AI has become firmly embedded in the UK financial services sector. What first began as targeted experimentation has evolved into broad deployment across fraud detection, credit risk assessment and regulatory monitoring and operational automation. AI capabilities are no longer confined to innovation teams, they are increasingly integrated into core business processes.
However, as adoption has scaled, institutions are encountering a more complex reality that the performance and reliability of AI systems are proving to be directly dependent on the quality and structure of the data environments in which they operate. 

Many of the barriers to achieving measurable value from AI are not related to modelling techniques or compute capacity, but to longstanding challenges in data management, integration and governance.

AI runs on data, not hype

AI models are data-driven and their ability to generate accurate predictions or classifications is shaped by the completeness, freshness, consistency and relevance of the data used to train and operate them. In financial services, where data has often accumulated across decades of system change, achieving this level of quality is not straightforward.

Institutions frequently manage multiple legacy platforms with overlapping but not fully aligned datasets. Customer records may differ as transaction data may be stored in different formats and historical information may lack clear lineage. Different products may prefer different data standards, especially in an industry where a lot of growth is fuelled by merger and acquisition. These issues can introduce bias, reduce model accuracy and complicate validation processes.

In highly regulated environments, such limitations have additional implications. Firms must be able to explain how AI-driven decisions are reached, demonstrate that models are operating as intended and provide audit trails that link outcomes back to source data.

Where datasets are fragmented or insufficiently governed, meeting these expectations becomes difficult. As a result, improving data quality is increasingly seen not simply as a technical exercise, but as a prerequisite for responsible AI deployment.
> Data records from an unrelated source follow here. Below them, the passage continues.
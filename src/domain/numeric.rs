//! Currency-like formatting for pure numeric masks.
//!
//! The canonical unmasked value always uses a dot as decimal point and
//! is validated against `^\d+(\.\d+)?$`. Anything else collapses both
//! outputs to empty strings, so callers never see a malformed number.

use serde::{Deserialize, Deserializer, Serialize};

use super::MaskPatterns;
use crate::masking::MaskOutput;

/// Numeric mask configuration.
///
/// Every field is optional when deserialized; see [`Default`] for the
/// values used when a field is absent.
#[derive(Debug, Clone, PartialEq, Eq, Serialize, Deserialize)]
#[serde(default, rename_all = "camelCase", deny_unknown_fields)]
pub struct NumericConfig {
    /// Text placed before the number
    pub prefix: String,

    /// Text placed after the number
    pub suffix: String,

    /// Thousands delimiter inserted every three integer digits
    pub delimiter: String,

    /// Decimal separator used in the masked value
    pub separator: String,

    /// Number of decimal digits; negative values count as zero
    #[serde(deserialize_with = "non_negative")]
    pub decimal: usize,

    /// Maximum number of digits kept; `None` or zero disables truncation
    #[serde(alias = "max_length")]
    pub max_length: Option<usize>,
}

impl Default for NumericConfig {
    fn default() -> Self {
        Self {
            prefix: String::new(),
            suffix: String::new(),
            delimiter: ".".to_string(),
            separator: ",".to_string(),
            decimal: 0,
            max_length: None,
        }
    }
}

impl NumericConfig {
    pub fn with_prefix(mut self, prefix: impl Into<String>) -> Self {
        self.prefix = prefix.into();
        self
    }

    pub fn with_suffix(mut self, suffix: impl Into<String>) -> Self {
        self.suffix = suffix.into();
        self
    }

    pub fn with_delimiter(mut self, delimiter: impl Into<String>) -> Self {
        self.delimiter = delimiter.into();
        self
    }

    pub fn with_separator(mut self, separator: impl Into<String>) -> Self {
        self.separator = separator.into();
        self
    }

    pub fn with_decimal(mut self, decimal: usize) -> Self {
        self.decimal = decimal;
        self
    }

    pub fn with_max_length(mut self, max_length: usize) -> Self {
        self.max_length = Some(max_length);
        self
    }
}

fn non_negative<'de, D>(deserializer: D) -> Result<usize, D::Error>
where
    D: Deserializer<'de>,
{
    let value = i64::deserialize(deserializer)?;
    Ok(usize::try_from(value.max(0)).unwrap_or(usize::MAX))
}

/// Inserts `delimiter` every three digits counting from the right.
fn group_thousands(integer: &str, delimiter: &str) -> String {
    let len = integer.len();
    let mut grouped = String::with_capacity(len + len / 3 * delimiter.len());
    for (idx, c) in integer.chars().enumerate() {
        if idx > 0 && (len - idx) % 3 == 0 {
            grouped.push_str(delimiter);
        }
        grouped.push(c);
    }
    grouped
}

/// Formats the digits of `value` according to `config`.
pub fn format_numeric(value: &str, config: &NumericConfig) -> MaskOutput {
    let mut digits: String = value.chars().filter(char::is_ascii_digit).collect();

    if let Some(max) = config.max_length.filter(|&max| max > 0) {
        digits.truncate(max);
    }

    if digits.is_empty() {
        return MaskOutput::empty();
    }

    let trimmed = digits.trim_start_matches('0');
    let mut digits = if trimmed.is_empty() {
        "0".to_string()
    } else {
        trimmed.to_string()
    };

    let decimal = config.decimal;
    let (integer, fraction) = if decimal > 0 {
        if digits.len() < decimal {
            digits = "0".repeat(decimal - digits.len()) + &digits;
        }
        let split = digits.len() - decimal;
        let integer = if split == 0 { "0" } else { &digits[..split] };
        (integer.to_string(), Some(digits[split..].to_string()))
    } else {
        (digits, None)
    };

    let grouped = group_thousands(&integer, &config.delimiter);
    let (core, canonical) = match &fraction {
        Some(fraction) => (
            format!("{grouped}{}{fraction}", config.separator),
            format!("{integer}.{fraction}"),
        ),
        None => (grouped, integer),
    };

    if !MaskPatterns::canonical_number().is_match(&canonical) {
        tracing::debug!(canonical = %canonical, "rejected malformed numeric value");
        return MaskOutput::empty();
    }

    MaskOutput::new(
        format!("{}{core}{}", config.prefix, config.suffix),
        canonical,
    )
}
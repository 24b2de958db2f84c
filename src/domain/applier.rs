//! Aligns raw input against a compiled template.
//!
//! The applier walks two cursors: one over the tokens and one over the
//! raw characters. A mandatory placeholder that does not accept the
//! current character skips that character and retries the same token,
//! which discards noise without desynchronizing template and input.
//!
//! Optional groups are matched atomically. An optional placeholder is
//! only admitted while the remaining input (current character included)
//! is strictly longer than the number of mandatory placeholders still
//! ahead, so mandatory tokens always have first claim on the tail.

use super::tokenizer::{GroupItem, Token, TokenSequence};
use crate::masking::MaskOutput;

/// Output accumulator threaded through the matching loop.
#[derive(Debug, Default)]
struct Emitter {
    masked: String,
    unmasked: String,
    pending_prefix: String,
    started: bool,
}

impl Emitter {
    /// Flushes buffered leading literals once real content shows up.
    fn start(&mut self) {
        if self.started {
            return;
        }
        self.masked.push_str(&self.pending_prefix);
        self.pending_prefix.clear();
        self.started = true;
    }

    fn literal(&mut self, c: char) {
        self.start();
        self.masked.push(c);
    }

    fn accepted(&mut self, c: char) {
        self.start();
        self.masked.push(c);
        self.unmasked.push(c);
    }

    fn commit_group(&mut self, group: GroupMatch) {
        self.start();
        self.masked.push_str(&group.masked);
        self.unmasked.push_str(&group.unmasked);
    }

    fn finish(self) -> MaskOutput {
        MaskOutput::new(self.masked, self.unmasked)
    }
}

/// A fully matched optional group, not yet committed.
#[derive(Debug)]
struct GroupMatch {
    masked: String,
    unmasked: String,
    next_input: usize,
}

/// Tries to match every item of a group starting at `start`.
///
/// Returns `None` if any item fails, in which case nothing of the group
/// may be emitted.
fn match_group(
    items: &[GroupItem],
    input: &[char],
    start: usize,
    mandatory_ahead: usize,
) -> Option<GroupMatch> {
    let mut masked = String::new();
    let mut unmasked = String::new();
    let mut pos = start;

    for item in items {
        let c = *input.get(pos)?;
        match *item {
            GroupItem::Literal(lit) => masked.push(lit),
            GroupItem::Placeholder(class) => {
                if !class.accepts(c) || !admits_optional(input.len(), pos, mandatory_ahead) {
                    return None;
                }
                masked.push(c);
                unmasked.push(c);
                pos += 1;
            }
        }
    }

    Some(GroupMatch {
        masked,
        unmasked,
        next_input: pos,
    })
}

/// Optional-admission guard.
fn admits_optional(input_len: usize, pos: usize, mandatory_ahead: usize) -> bool {
    input_len - pos > mandatory_ahead
}

/// Applies a compiled template to already-cleaned raw input.
///
/// Stops as soon as either the input or the tokens run out; trailing
/// literals are never emitted for input that does not reach them.
pub fn apply_tokens(raw: &str, seq: &TokenSequence) -> MaskOutput {
    let input: Vec<char> = raw.chars().collect();
    let tokens = seq.tokens();
    let mandatory_after = seq.mandatory_after();

    let mut out = Emitter::default();
    let mut token_idx = 0;
    let mut input_idx = 0;

    while token_idx < tokens.len() {
        let Some(&current) = input.get(input_idx) else {
            break;
        };

        match &tokens[token_idx] {
            Token::Group(items) => {
                if let Some(group) =
                    match_group(items, &input, input_idx, mandatory_after[token_idx])
                {
                    input_idx = group.next_input;
                    out.commit_group(group);
                }
                token_idx += 1;
            }
            Token::Literal(c) => {
                if token_idx == 0 && !out.started {
                    out.pending_prefix.push(*c);
                } else {
                    out.literal(*c);
                }
                token_idx += 1;
            }
            Token::Placeholder(class) => {
                if class.accepts(current) {
                    out.accepted(current);
                    token_idx += 1;
                }
                input_idx += 1;
            }
        }
    }

    out.finish()
}

#[cfg(test)]
mod tests {
    use super::*;
    use crate::domain::tokenize;

    fn apply(raw: &str, template: &str) -> (String, String) {
        let out = apply_tokens(raw, &tokenize(template));
        (out.masked, out.unmasked)
    }

    #[test]
    fn test_fixed_template() {
        assert_eq!(
            apply("12345678909", "999.999.999-99"),
            ("123.456.789-09".to_string(), "12345678909".to_string())
        );
    }

    #[test]
    fn test_partial_input_stops_before_literal() {
        assert_eq!(apply("123", "999-99").0, "123");
        assert_eq!(apply("1234", "999-99").0, "123-4");
    }

    #[test]
    fn test_noise_is_skipped() {
        assert_eq!(apply("a1b2c3", "999").0, "123");
        assert_eq!(apply("1x2", "9-9").0, "1-2");
    }

    #[test]
    fn test_leading_literal_is_buffered() {
        assert_eq!(apply("x", "(99)").0, "");
        assert_eq!(apply("1", "(99)").0, "(1");
        assert_eq!(apply("12", "(99)").0, "(12");
    }

    #[test]
    fn test_group_admitted_only_with_enough_input() {
        let template = "[9 ][+9]9999-9999";
        assert_eq!(apply("12345678", template).0, "1234-5678");
        assert_eq!(apply("912345678", template).0, "9 1234-5678");
        assert_eq!(apply("9912345678", template).0, "9 +91234-5678");
    }

    #[test]
    fn test_group_never_partial() {
        // Letter class fails on the second item, so nothing of the group is kept.
        assert_eq!(apply("1234", "[9A]99").0, "12");
        assert_eq!(apply("1234", "[9A]99").1, "12");
    }

    #[test]
    fn test_group_needs_input_for_literal_items() {
        assert_eq!(apply("12", "99[-]").0, "12");
    }

    #[test]
    fn test_empty_group_starts_output() {
        assert_eq!(apply("1", "([99").0, "(1");
    }

    #[test]
    fn test_empty_input() {
        assert_eq!(apply("", "99:99"), (String::new(), String::new()));
    }

    #[test]
    fn test_empty_template() {
        assert_eq!(apply("123", ""), (String::new(), String::new()));
    }

    #[test]
    fn test_overflow_bounded_by_tokens() {
        assert_eq!(
            apply("12345678901234567890", "99:99"),
            ("12:34".to_string(), "1234".to_string())
        );
    }
}
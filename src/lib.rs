//! Declarative input masking for form-style values.
//!
//! Given a raw value and a mask specification, this library produces a
//! human-formatted "masked" string and the canonical "unmasked" value.
//! It targets phone numbers, document numbers, dates, currency amounts
//! and vehicle plates, where a template governs how raw characters are
//! arranged around literal separators.
//!
//! # Features
//!
//! - **Templates**: `9` digit, `A` letter, `*` alphanumeric, `\x` escapes
//! - **Optional Groups**: `[9 ]` blocks emitted all or nothing, only when
//!   the input is long enough to also fill every mandatory placeholder
//! - **Alternatives**: pick a template by regex or by input length
//! - **Numeric Masks**: thousands grouping, decimal placement, prefix and
//!   suffix, with a canonical dot-decimal unmasked value
//!
//! # Architecture
//!
//! - [`domain`]: Tokenizer, applier, selector and numeric formatter
//! - [`masking`]: Specification types and the public entry points
//! - [`error`]: Errors raised while building specifications
//!
//! # Quick Start
//!
//! ```
//! use masker::{apply_custom_mask, MaskSpec};
//!
//! let out = apply_custom_mask("12345678909", &MaskSpec::template("999.999.999-99"));
//! assert_eq!(out.masked, "123.456.789-09");
//! assert_eq!(out.unmasked, "12345678909");
//! ```
//!
//! # Examples
//!
//! ## Choose Between Alternatives
//!
//! ```
//! use masker::{apply_custom_mask, MaskAlternative, MaskSpec};
//!
//! # fn main() -> Result<(), masker::MaskerError> {
//! let spec = MaskSpec::Alternatives(vec![
//!     MaskAlternative::literal("*9.999.999-9"),
//!     MaskAlternative::pattern("A-99.999.999", "/^[a-zA-Z]/")?,
//! ]);
//!
//! assert_eq!(apply_custom_mask("123456789", &spec).masked, "12.345.678-9");
//! assert_eq!(apply_custom_mask("A12345678", &spec).masked, "A-12.345.678");
//! # Ok(())
//! # }
//! ```
//!
//! ## Currency
//!
//! ```
//! use masker::{apply_custom_mask, MaskSpec, NumericConfig};
//!
//! let spec = MaskSpec::numeric(NumericConfig::default().with_prefix("R$ ").with_decimal(2));
//! let out = apply_custom_mask("12345", &spec);
//! assert_eq!(out.masked, "R$ 123,45");
//! assert_eq!(out.unmasked, "123.45");
//! ```
//!
//! ## Load a Specification from JSON
//!
//! ```
//! use masker::{apply_custom_mask, MaskSpec};
//!
//! # fn main() -> Result<(), masker::MaskerError> {
//! let spec = MaskSpec::from_json(r#"["AAA-9*99", {"mask": "AAA9A99", "regex": "/^[A-Z]{3}\\d[A-Z]/i"}]"#)?;
//! assert_eq!(apply_custom_mask("ABC1D23", &spec).masked, "ABC1D23");
//! assert_eq!(apply_custom_mask("ABC1234", &spec).masked, "ABC-1234");
//! # Ok(())
//! # }
//! ```

// Public API
pub mod domain;
pub mod error;
pub mod masking;

// Re-exports for convenient access
pub use domain::{
    apply_tokens, clean_input, format_numeric, select_template, tokenize, CharClass, NumericConfig,
    Token, TokenSequence,
};
pub use error::{MaskerError, MaskerResult};
pub use masking::{apply_custom_mask, apply_custom_mask_opt, MaskAlternative, MaskOutput, MaskSpec};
Modern data foundations power scalable AI

The growing use of AI is also exposing constraints in traditional data infrastructure. Legacy environments were designed for periodic reporting and structured queries rather than the continuous ingestion, processing and analysis required by machine learning and agentic AI workflows.

AI applications often rely on combining high-volume transactional data with behavioural, contextual and third-party datasets. Supporting this requires platforms capable of handling diverse data types, scaling dynamically and enabling interoperability across systems. For this reason, cloud adoption, data platform consolidation and the introduction of more flexible architectures are becoming central to AI strategies.

Modern data environments allow institutions to standardise data pipelines, reduce latency and ensure models are operating on current, relevant information.

They also make it easier to retrain models, monitor performance and deploy updates consistently across business units. Without these capabilities, AI initiatives can remain limited to isolated use cases that are difficult to expand or operationalise.

Security and governance as AI enablers

As AI becomes embedded in decision-making processes, expectations around data governance and security are increasing. Financial institutions must manage not only traditional data protection risks, but also new challenges associated with model integrity, data provenance and adversarial threats.

First and foremost, governance functions need to shift the image that they are risk-averse; rather, that they are risk-aware, and seeking to deliver change in the best possible way that limits negative customer, market or institutional outcomes.

Effective governance frameworks provide clarity on data ownership, usage rights, quality standards and lifecycle management. They also support traceability through data lineage, to enable organisations to track how data moves through systems and how it is transformed before being used in analytical models. This traceability underpins explainability, allowing firms to evidence the rationale behind AI-generated outcomes.

AI systems depend on large, interconnected datasets, which can increase the potential attack surface if not managed carefully. Ensuring the integrity of training data, protecting sensitive information and monitoring for anomalous behaviour are now essential components of AI risk management.

Rather than acting as constraints, these controls are increasingly recognised as enablers. Well-governed data environments provide the confidence needed to scale AI safely and to meet supervisory expectations.

From experimentation to execution 

Earlier phases of AI adoption were characterised by experimentation, testing models in contained environments to evaluate feasibility. The current phase is focused on execution of embedding AI into production systems in a way that delivers consistent, repeatable outcomes.

Achieving this transition involves aligning data management practices, technology infrastructure and organisational processes so that AI outputs can be trusted and acted upon. Models must be supported by reliable data pipelines, subject to ongoing monitoring and integrated into existing control frameworks.

The widespread availability of AI tools means that competitive differentiation is less likely to come from access to algorithms alone. Instead, it is shaped by how effectively firms manage and utilise their data assets.

Strong data foundations enable models to be trained more accurately, deployed more efficiently and governed more transparently. They also allow organisations to adapt as regulatory requirements evolve and as new use cases emerge.

The institutions that invest in data quality, integration and governance are likely to see more sustainable returns from AI initiatives. While AI is often viewed as the visible indicator of innovation, it is the underlying data environment that ultimately determines whether that innovation delivers practical and trusted outcomes.